À la Libération en 1944, on recense pas moins de 30.000 exploitations agricoles qui vivent sur de petites structures à dominante polyculture et élevage, avec une main-d’œuvre familiale importante pour un partage des tâches indispensable à la survie de tous. Fonctionnement quasi-autarcique et rudes conditions de vie, aggravées par le statut très majoritaire du métayage qui oblige à partager la récolte avec le propriétaire, statut que les paysans ont de plus en plus de mal à supporter autant par l’ampleur du partage que par le sentiment d’humiliation ressenti car il faut rajouter à ce partage les corvées, les redevances et l’investigation suspicieuse du propriétaire ou pire, de son régisseur, « lou meste d’haa », qui met à rude épreuve les nerfs des métayers. La loi du 13 avril 1946 va leur permettre de transformer ce statut en fermage. Une avancée, un vrai progrès social. Mais cette loi ne va pas donner aux paysans les moyens de poursuivre sur la même voie. Elle les laisse dans l’incertitude du lendemain car dans le même temps, les technocrates de l’époque s’occupent d’envisager la planification de la production agricole et aucune mesure politique n’est prise pour envisager la sauvegarde du monde paysan. On voit bien là une question cruciale, celle des mentalités qui ont déjà abandonné la dimension sociale pour une dimension économique. C’est le début de la fin pour le monde paysan, il ne s’en relèvera pas. En 1955, on est passé de 30.000 à 26.421 exploitations landaises (et la superficie moyenne commence à augmenter : 8.7ha). En 1970, on est 17.057. En 1988, plus que 10.031 (et 22.5ha de superficie agricole moyenne). En 2007, il restait 6000 exploitations, mais on peut imaginer que le processus d’extinction ne s’arrêtera pas là malgré toutes les déclarations optimistes de ceux qui voient même progresser le revenu paysan ! Quelquefois, il suffit d’y croire.
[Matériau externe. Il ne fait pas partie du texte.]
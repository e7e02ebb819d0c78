use anyhow::{bail, Context, Result};
use matrix_ci::cli::commands::{
    HistoryCommand, ListCommand, MatrixCommand, RunCommand, ValidateCommand,
};
use matrix_ci::cli::output::*;
use matrix_ci::cli::{Cli, Command};
use matrix_ci::core::{config::WorkflowConfig, ExecutionStatus, RunnerOs, TriggerEvent};
use matrix_ci::execution::{ExecutionEngine, ExecutionEvent};
use matrix_ci::persistence::{create_summary, PersistenceBackend, RunSummary};
use matrix_ci::runner::{LocalProcessRunner, RunnerConfig};
use std::path::Path;
use tracing::warn;
use tracing_subscriber::{EnvFilter, FmtSubscriber};

/// Lines of output shown for a failed step
const FAILED_OUTPUT_LINES: usize = 20;

#[tokio::main]
async fn main() -> Result<()> {
    let cli = Cli::from_args();

    // Initialize logging; RUST_LOG wins over --verbose
    let default_level = if cli.verbose { "debug" } else { "warn" };
    let filter = EnvFilter::try_from_default_env().unwrap_or_else(|_| EnvFilter::new(default_level));
    let subscriber = FmtSubscriber::builder()
        .with_env_filter(filter)
        .with_writer(std::io::stderr)
        .finish();
    tracing::subscriber::set_global_default(subscriber)
        .context("Failed to set logging subscriber")?;

    // Execute command
    match &cli.command {
        Command::Run(cmd) => run_workflow(cmd).await?,
        Command::Validate(cmd) => validate_workflow(cmd)?,
        Command::Matrix(cmd) => show_matrix(cmd)?,
        Command::List(cmd) => list_workflows(cmd).await?,
        Command::History(cmd) => show_history(cmd, cli.verbose).await?,
    }

    Ok(())
}

fn load_config(file: Option<&Path>) -> Result<WorkflowConfig> {
    match file {
        Some(path) => WorkflowConfig::from_file(path).context("Failed to load workflow config"),
        None => WorkflowConfig::default_workflow(),
    }
}

#[cfg(feature = "sqlite")]
async fn open_store() -> Result<Box<dyn PersistenceBackend>> {
    Ok(Box::new(
        matrix_ci::persistence::SqliteRunStore::with_default_path().await?,
    ))
}

#[cfg(not(feature = "sqlite"))]
async fn open_store() -> Result<Box<dyn PersistenceBackend>> {
    bail!("Run history needs the `sqlite` feature")
}

async fn run_workflow(cmd: &RunCommand) -> Result<()> {
    let config = load_config(cmd.file.as_deref())?;
    println!("{} Loaded workflow: {}", INFO, style(&config.name).bold());

    let workflow = config.to_workflow()?;
    let event = TriggerEvent::new(cmd.event.into(), &cmd.branch);

    // Set up the runner
    let mut runner_config = RunnerConfig::new().with_workdir(&cmd.workdir);
    if let Some(scratch) = &cmd.scratch_dir {
        runner_config = runner_config.with_scratch_root(scratch);
    }
    if let Some(shell) = &cmd.shell {
        runner_config = runner_config.with_shell(shell);
    }
    let runner = LocalProcessRunner::new(runner_config);

    let mut engine = ExecutionEngine::new(runner, cmd.strategy.to_strategy(cmd.max_parallel));

    let Some(mut run) = engine.trigger(&workflow, &event) else {
        println!(
            "{} {} does not trigger {}, nothing to run",
            INFO,
            style(&event).cyan(),
            style(&workflow.name).bold()
        );
        return Ok(());
    };

    run.override_variables(&cmd.variable);
    for (key, value) in &cmd.variable {
        println!(
            "{} Variable override: {} = {}",
            INFO,
            style(key).cyan(),
            style(value).dim()
        );
    }

    if !cmd.os.is_empty() {
        for os in &cmd.os {
            if run.cell(os).is_none() {
                bail!(
                    "Unknown matrix cell '{}' (matrix: {})",
                    os,
                    workflow.os.join(", ")
                );
            }
        }
        run.retain_os(&cmd.os);
    }

    // Console reporting
    let progress = create_progress_bar(run.total_steps());
    let show_output = cmd.show_output;
    let bar = progress.clone();
    engine.add_event_handler(move |event| {
        // A hidden bar (stdout is not a terminal) swallows println
        let print = |line: String| {
            if bar.is_hidden() {
                println!("{}", line);
            } else {
                bar.println(line);
            }
        };

        if let Some(line) = format_execution_event(&event) {
            print(line);
        }
        match &event {
            ExecutionEvent::StepStarted { os, step, .. } => {
                bar.set_message(format!("{} {}", os, step));
            }
            ExecutionEvent::StepCompleted { output, .. } => {
                bar.inc(1);
                if show_output && !output.trim().is_empty() {
                    print(format_output(output, usize::MAX));
                }
            }
            ExecutionEvent::StepFailed { output, .. } => {
                bar.inc(1);
                if !output.trim().is_empty() {
                    print(format_output(output, FAILED_OUTPUT_LINES));
                }
            }
            ExecutionEvent::StepSkipped { .. } => bar.inc(1),
            _ => {}
        }
    });

    println!();
    let status = engine.execute(&mut run).await;
    progress.finish_and_clear();

    let summary = create_summary(&run);
    println!();
    print_separator();
    for cell in &summary.cells {
        println!("{}", format_cell_report(cell));
    }
    print_separator();

    // Save to history
    if !cmd.no_history {
        match save_history(&summary).await {
            Ok(()) => println!(
                "{} Run saved to history (ID: {})",
                INFO,
                style(&summary.run_id.to_string()[..8]).dim()
            ),
            Err(e) => warn!("Could not save run to history: {:#}", e),
        }
    }

    // Print final status
    if status == ExecutionStatus::Completed {
        println!(
            "\n{} {} completed {}",
            CHECK,
            style(&run.workflow_name).bold(),
            style("successfully").green()
        );
    } else {
        println!(
            "\n{} {} {} ({} of {} cells failed)",
            CROSS,
            style(&run.workflow_name).bold(),
            style("failed").red(),
            run.state.failed_cells,
            run.state.total_cells
        );
        std::process::exit(1);
    }

    Ok(())
}

async fn save_history(summary: &RunSummary) -> Result<()> {
    let store = open_store().await?;
    store.save_run(summary).await
}

fn validate_workflow(cmd: &ValidateCommand) -> Result<()> {
    println!("{} Validating workflow...", INFO);

    let result = WorkflowConfig::from_file(&cmd.file).and_then(|config| {
        config.to_workflow()?;
        Ok(config)
    });

    match result {
        Ok(config) => {
            println!("{} Workflow configuration is valid!", CHECK);
            println!("  Name: {}", style(&config.name).bold());
            println!("  Matrix: {}", style(config.strategy.os.join(", ")).cyan());
            println!(
                "  Steps: {}",
                style(
                    config
                        .steps
                        .iter()
                        .map(|s| s.name.as_str())
                        .collect::<Vec<_>>()
                        .join(" -> ")
                )
                .cyan()
            );
            println!("  Variables: {}", style(config.variables.len()).cyan());

            if cmd.json {
                let json = serde_json::to_string_pretty(&config)?;
                println!("\n{}", json);
            }
            Ok(())
        }
        Err(e) => {
            println!("{} Validation failed:", CROSS);
            println!("  {}", style(format!("{:#}", e)).red());
            std::process::exit(1);
        }
    }
}

fn show_matrix(cmd: &MatrixCommand) -> Result<()> {
    let workflow = load_config(cmd.file.as_deref())?.to_workflow()?;
    let cells = workflow.expand_matrix();

    if cmd.json {
        let data = serde_json::json!({
            "workflow": workflow.name,
            "max_parallel": workflow.max_parallel,
            "cells": cells.iter().map(|cell| serde_json::json!({
                "os": cell.os,
                "runner_os": RunnerOs::from_identifier(&cell.os).to_string(),
                "steps": cell.steps.iter().map(|s| serde_json::json!({
                    "name": s.name(),
                    "run": s.definition.command_template,
                })).collect::<Vec<_>>(),
            })).collect::<Vec<_>>(),
        });
        println!("{}", serde_json::to_string_pretty(&data)?);
        return Ok(());
    }

    println!(
        "{} {}: {} cells x {} steps",
        INFO,
        style(&workflow.name).bold(),
        cells.len(),
        workflow.steps.len()
    );
    for cell in &cells {
        println!(
            "  {} {}",
            style(&cell.os).bold(),
            style(format!("({})", RunnerOs::from_identifier(&cell.os))).dim()
        );
        for (i, step) in cell.steps.iter().enumerate() {
            println!(
                "    {}. {:<10} {}",
                i + 1,
                step.name(),
                style(&step.definition.command_template).dim()
            );
        }
    }

    Ok(())
}

async fn list_workflows(cmd: &ListCommand) -> Result<()> {
    let store = open_store().await?;
    let workflows = store.list_workflows().await?;

    if cmd.json {
        let mut json_data = Vec::new();
        for workflow in &workflows {
            let runs = store.list_runs(Some(workflow), usize::MAX).await?;
            json_data.push(serde_json::json!({
                "name": workflow,
                "run_count": runs.len(),
                "succeeded": runs.iter().filter(|r| r.status == ExecutionStatus::Completed).count(),
                "failed": runs.iter().filter(|r| r.status == ExecutionStatus::Failed).count(),
            }));
        }
        let data = serde_json::json!({ "workflows": json_data });
        println!("{}", serde_json::to_string_pretty(&data)?);
        return Ok(());
    }

    if workflows.is_empty() {
        println!("{} No workflows found in history", INFO);
        return Ok(());
    }

    println!("{} Workflows in history:", INFO);

    for workflow in &workflows {
        if cmd.with_counts {
            let runs = store.list_runs(Some(workflow), usize::MAX).await?;
            let succeeded = runs.iter().filter(|r| r.status == ExecutionStatus::Completed).count();
            let failed = runs.iter().filter(|r| r.status == ExecutionStatus::Failed).count();
            println!(
                "  {} ({} runs: {} succeeded, {} failed)",
                style(workflow).bold(),
                style(runs.len()).cyan(),
                style(succeeded).green(),
                style(failed).red()
            );
        } else {
            println!("  {}", style(workflow).bold());
        }
    }

    Ok(())
}

async fn show_history(cmd: &HistoryCommand, verbose: bool) -> Result<()> {
    let store = open_store().await?;

    // If a specific run is requested
    if let Some(run_id) = &cmd.run_id {
        let run_id = uuid::Uuid::parse_str(run_id).context("Invalid run ID format")?;

        match store.load_run(run_id).await? {
            Some(summary) if cmd.json => {
                println!("{}", serde_json::to_string_pretty(&summary)?);
            }
            Some(summary) => print_run_details(&summary, verbose),
            None => println!("{} Run not found", WARN),
        }
        return Ok(());
    }

    let runs = store.list_runs(cmd.workflow.as_deref(), cmd.limit).await?;

    if cmd.json {
        let data = serde_json::json!({ "runs": runs });
        println!("{}", serde_json::to_string_pretty(&data)?);
        return Ok(());
    }

    if runs.is_empty() {
        println!("{} No runs found", INFO);
        return Ok(());
    }

    println!("{} Run history (showing latest {}):", INFO, cmd.limit);
    for summary in &runs {
        println!("  {}", format_run_summary(summary));
    }

    Ok(())
}

fn print_run_details(summary: &RunSummary, verbose: bool) {
    println!("{} Run Details", INFO);
    println!("  ID: {}", style(summary.run_id).cyan());
    println!("  Workflow: {}", style(&summary.workflow_name).bold());
    println!("  Trigger: {} to {}", summary.event, style(&summary.branch).cyan());
    println!("  Status: {}", format_status(summary.status));
    println!("  Started: {}", style(summary.started_at.to_rfc3339()).dim());
    if let Some(completed) = summary.completed_at {
        println!("  Completed: {}", style(completed.to_rfc3339()).dim());
        if let Ok(duration) = completed.signed_duration_since(summary.started_at).to_std() {
            println!("  Duration: {}", style(format_duration(duration)).dim());
        }
    }
    println!(
        "  Cells: {} passed, {} failed of {}",
        style(summary.completed_cells).green(),
        style(summary.failed_cells).red(),
        summary.total_cells
    );

    println!();
    for cell in &summary.cells {
        println!("{}", format_cell_report(cell));
        if verbose {
            for step in &cell.steps {
                if let Some(command) = &step.command {
                    println!("      {} $ {}", style(&step.name).dim(), command);
                }
                if let Some(output) = &step.output {
                    for line in output.lines() {
                        println!("        {}", style(line).dim());
                    }
                }
            }
        }
    }
}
Où il est question d’Américains, de négoce et… de pauvres poules
Dès le départ, avec le plan Marshall de la fin des années 40 vint le « maïs américain » de l’après-guerre (on pourra voir utilement le film documentaire de Sylvie Licard : Papy s’en va t’aux champs où les protagonistes de l’époque livrent très complaisamment leur progressisme volontariste). Il arriva avec ses promesses de « révolution » agraire, sauf pour la volaille : « leus garis n’en volen pas » ! entendait-on chez les vieux paysans méfiants qui n’entendaient pas les mots du progrès. Ce fut un feu d’artifices. Artifices, car artificiellement – et avec un enthousiasme des plus naïfs, entretenu par des structures para-agricoles et financières pas si naïves – on développa une culture qui ne tint aucune promesse sociale pour laisser la place à un autre type d’agriculture. Le mot de « paysan » devint péjoratif, il renvoyait à des images obsolètes alors qu’il fallait sacrifier d’urgence aux nouveaux dieux du progrès qui allait avec le maïs, notamment la mécanisation où l’affrontement idéologique n’eut lieu que sur la provenance des engins : outre-atlantique pour les uns, républiques de l’Est pour les autres !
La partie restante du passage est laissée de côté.